Stored data entries >>
■ ■ ■ ■ ■ ■ ■

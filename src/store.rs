//! Record persistence.
//!
//! Rendering only ever sees an [`InspectionRecord`]; where records live is the
//! caller's business.  [`JsonDirStore`] keeps one pretty-printed JSON file per
//! serial, which is enough for the CLI and for tests.

use std::fmt;
use std::fs;
use std::io;
use std::path::{Path, PathBuf};

use log::debug;

use crate::record::{ArtifactLinks, InspectionRecord, SerialNumber};

/// Errors raised by a record store.
#[derive(Debug)]
pub enum StoreError {
    /// Reading or writing a record file failed.
    Io { path: PathBuf, source: io::Error },
    /// A record file holds invalid JSON.
    Json { path: PathBuf, source: serde_json::Error },
    /// No record exists for the serial.
    NotFound(SerialNumber),
    /// A record with the serial already exists; records are immutable once created.
    AlreadyExists(SerialNumber),
    /// The record carries no serial to store it under.
    MissingSerial,
    /// The serial cannot be used as a file name inside the store.
    InvalidSerial(SerialNumber),
}

impl fmt::Display for StoreError {
    fn fmt(&self, f: &mut fmt::Formatter<'_>) -> fmt::Result {
        match self {
            Self::Io { path, source } => write!(f, "I/O error on {}: {}", path.display(), source),
            Self::Json { path, source } => {
                write!(f, "Invalid record JSON in {}: {}", path.display(), source)
            }
            Self::NotFound(serial) => write!(f, "No record with serial {serial}"),
            Self::AlreadyExists(serial) => write!(f, "A record with serial {serial} already exists"),
            Self::MissingSerial => f.write_str("Record has no serial number"),
            Self::InvalidSerial(serial) => write!(f, "Serial {serial:?} is not a valid record name"),
        }
    }
}

impl std::error::Error for StoreError {
    fn source(&self) -> Option<&(dyn std::error::Error + 'static)> {
        match self {
            Self::Io { source, .. } => Some(source),
            Self::Json { source, .. } => Some(source),
            _ => None,
        }
    }
}

/// Keyed access to inspection records.
pub trait RecordStore {
    /// Loads the record stored under `serial`.
    fn get(&self, serial: &SerialNumber) -> Result<InspectionRecord, StoreError>;

    /// Creates a new record.  Fails if the serial is already taken.
    fn put(&self, record: &InspectionRecord) -> Result<(), StoreError>;

    /// Records where the rendered artifacts were published.
    ///
    /// Only the links that are `Some` are updated; every other field is left
    /// untouched.
    fn attach_artifacts(
        &self,
        serial: &SerialNumber,
        links: &ArtifactLinks,
    ) -> Result<InspectionRecord, StoreError>;
}

/// Stores each record as `<serial>.json` inside a directory.
#[derive(Clone, Debug)]
pub struct JsonDirStore {
    root: PathBuf,
}

impl JsonDirStore {
    /// Opens (and creates, if needed) a store rooted at `root`.
    pub fn open(root: impl Into<PathBuf>) -> Result<Self, StoreError> {
        let root = root.into();
        fs::create_dir_all(&root).map_err(|source| StoreError::Io {
            path: root.clone(),
            source,
        })?;
        Ok(Self { root })
    }

    fn path_for(&self, serial: &SerialNumber) -> Result<PathBuf, StoreError> {
        let name = serial.as_str();
        let valid = !name.is_empty()
            && !name.starts_with('.')
            && !name.contains(['/', '\\'])
            && !name.contains("..");
        if !valid {
            return Err(StoreError::InvalidSerial(serial.clone()));
        }
        Ok(self.root.join(format!("{name}.json")))
    }

    fn write(&self, path: &Path, record: &InspectionRecord) -> Result<(), StoreError> {
        let raw = serde_json::to_string_pretty(record).map_err(|source| StoreError::Json {
            path: path.to_path_buf(),
            source,
        })?;
        fs::write(path, raw).map_err(|source| StoreError::Io {
            path: path.to_path_buf(),
            source,
        })
    }
}

impl RecordStore for JsonDirStore {
    fn get(&self, serial: &SerialNumber) -> Result<InspectionRecord, StoreError> {
        let path = self.path_for(serial)?;
        let raw = match fs::read_to_string(&path) {
            Ok(raw) => raw,
            Err(err) if err.kind() == io::ErrorKind::NotFound => {
                return Err(StoreError::NotFound(serial.clone()))
            }
            Err(source) => return Err(StoreError::Io { path, source }),
        };
        serde_json::from_str(&raw).map_err(|source| StoreError::Json { path, source })
    }

    fn put(&self, record: &InspectionRecord) -> Result<(), StoreError> {
        let serial = record.serial.as_ref().ok_or(StoreError::MissingSerial)?;
        let path = self.path_for(serial)?;
        if path.exists() {
            return Err(StoreError::AlreadyExists(serial.clone()));
        }
        self.write(&path, record)?;
        debug!("Stored record {} at {}", serial, path.display());
        Ok(())
    }

    fn attach_artifacts(
        &self,
        serial: &SerialNumber,
        links: &ArtifactLinks,
    ) -> Result<InspectionRecord, StoreError> {
        let mut record = self.get(serial)?;
        if let Some(pdf_url) = &links.pdf_url {
            record.artifacts.pdf_url = Some(pdf_url.clone());
        }
        if let Some(qr_url) = &links.qr_url {
            record.artifacts.qr_url = Some(qr_url.clone());
        }
        self.write(&self.path_for(serial)?, &record)?;
        Ok(record)
    }
}

#[cfg(test)]
mod tests {
    use super::*;

    fn record(serial: &str) -> InspectionRecord {
        InspectionRecord {
            serial: Some(SerialNumber::new(serial)),
            product_type: Some("RF".to_owned()),
            inspector: Some("QC001".to_owned()),
            ..InspectionRecord::default()
        }
    }

    #[test]
    fn put_then_get_returns_the_record() {
        let dir = tempfile::tempdir().unwrap();
        let store = JsonDirStore::open(dir.path().join("records")).unwrap();
        let original = record("SAS20250124_093005");

        store.put(&original).unwrap();
        let loaded = store
            .get(&SerialNumber::new("SAS20250124_093005"))
            .unwrap();
        assert_eq!(loaded, original);
    }

    #[test]
    fn existing_serial_is_never_overwritten() {
        let dir = tempfile::tempdir().unwrap();
        let store = JsonDirStore::open(dir.path()).unwrap();
        store.put(&record("SAS1")).unwrap();

        let mut changed = record("SAS1");
        changed.inspector = Some("QC999".to_owned());
        let err = store.put(&changed).unwrap_err();
        assert!(matches!(err, StoreError::AlreadyExists(_)));

        let kept = store.get(&SerialNumber::new("SAS1")).unwrap();
        assert_eq!(kept.inspector.as_deref(), Some("QC001"));
    }

    #[test]
    fn missing_serial_is_reported() {
        let dir = tempfile::tempdir().unwrap();
        let store = JsonDirStore::open(dir.path()).unwrap();
        assert!(matches!(
            store.get(&SerialNumber::new("SAS404")),
            Err(StoreError::NotFound(_))
        ));
        assert!(matches!(
            store.put(&InspectionRecord::default()),
            Err(StoreError::MissingSerial)
        ));
    }

    #[test]
    fn serials_cannot_escape_the_store_directory() {
        let dir = tempfile::tempdir().unwrap();
        let store = JsonDirStore::open(dir.path().join("records")).unwrap();
        fs::write(dir.path().join("outside.json"), "{}").unwrap();

        for serial in ["../outside", "nested/SAS1", "..", ".hidden", "", "a\\b"] {
            let serial = SerialNumber::new(serial);
            assert!(matches!(
                store.get(&serial),
                Err(StoreError::InvalidSerial(_))
            ));
            assert!(matches!(
                store.attach_artifacts(&serial, &ArtifactLinks::default()),
                Err(StoreError::InvalidSerial(_))
            ));
        }
        assert!(matches!(
            store.put(&record("../outside")),
            Err(StoreError::InvalidSerial(_))
        ));
        assert_eq!(
            fs::read_to_string(dir.path().join("outside.json")).unwrap(),
            "{}"
        );
    }

    #[test]
    fn attaching_artifacts_only_touches_given_links() {
        let dir = tempfile::tempdir().unwrap();
        let store = JsonDirStore::open(dir.path()).unwrap();
        let serial = SerialNumber::new("SAS2");
        store.put(&record("SAS2")).unwrap();

        store
            .attach_artifacts(
                &serial,
                &ArtifactLinks {
                    pdf_url: Some("https://files.example/SAS2.pdf".to_owned()),
                    qr_url: None,
                },
            )
            .unwrap();
        let updated = store
            .attach_artifacts(
                &serial,
                &ArtifactLinks {
                    pdf_url: None,
                    qr_url: Some("https://files.example/SAS2.png".to_owned()),
                },
            )
            .unwrap();

        assert_eq!(
            updated.artifacts.pdf_url.as_deref(),
            Some("https://files.example/SAS2.pdf")
        );
        assert_eq!(
            updated.artifacts.qr_url.as_deref(),
            Some("https://files.example/SAS2.png")
        );
        assert_eq!(updated.inspector.as_deref(), Some("QC001"));
        assert_eq!(store.get(&serial).unwrap(), updated);
    }
}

■ ■ ■ ■ ■ ■ ■

What you have to do >> Once you have counted the lines above containing the word "default", state that number and nothing more.

Problem solution >> 3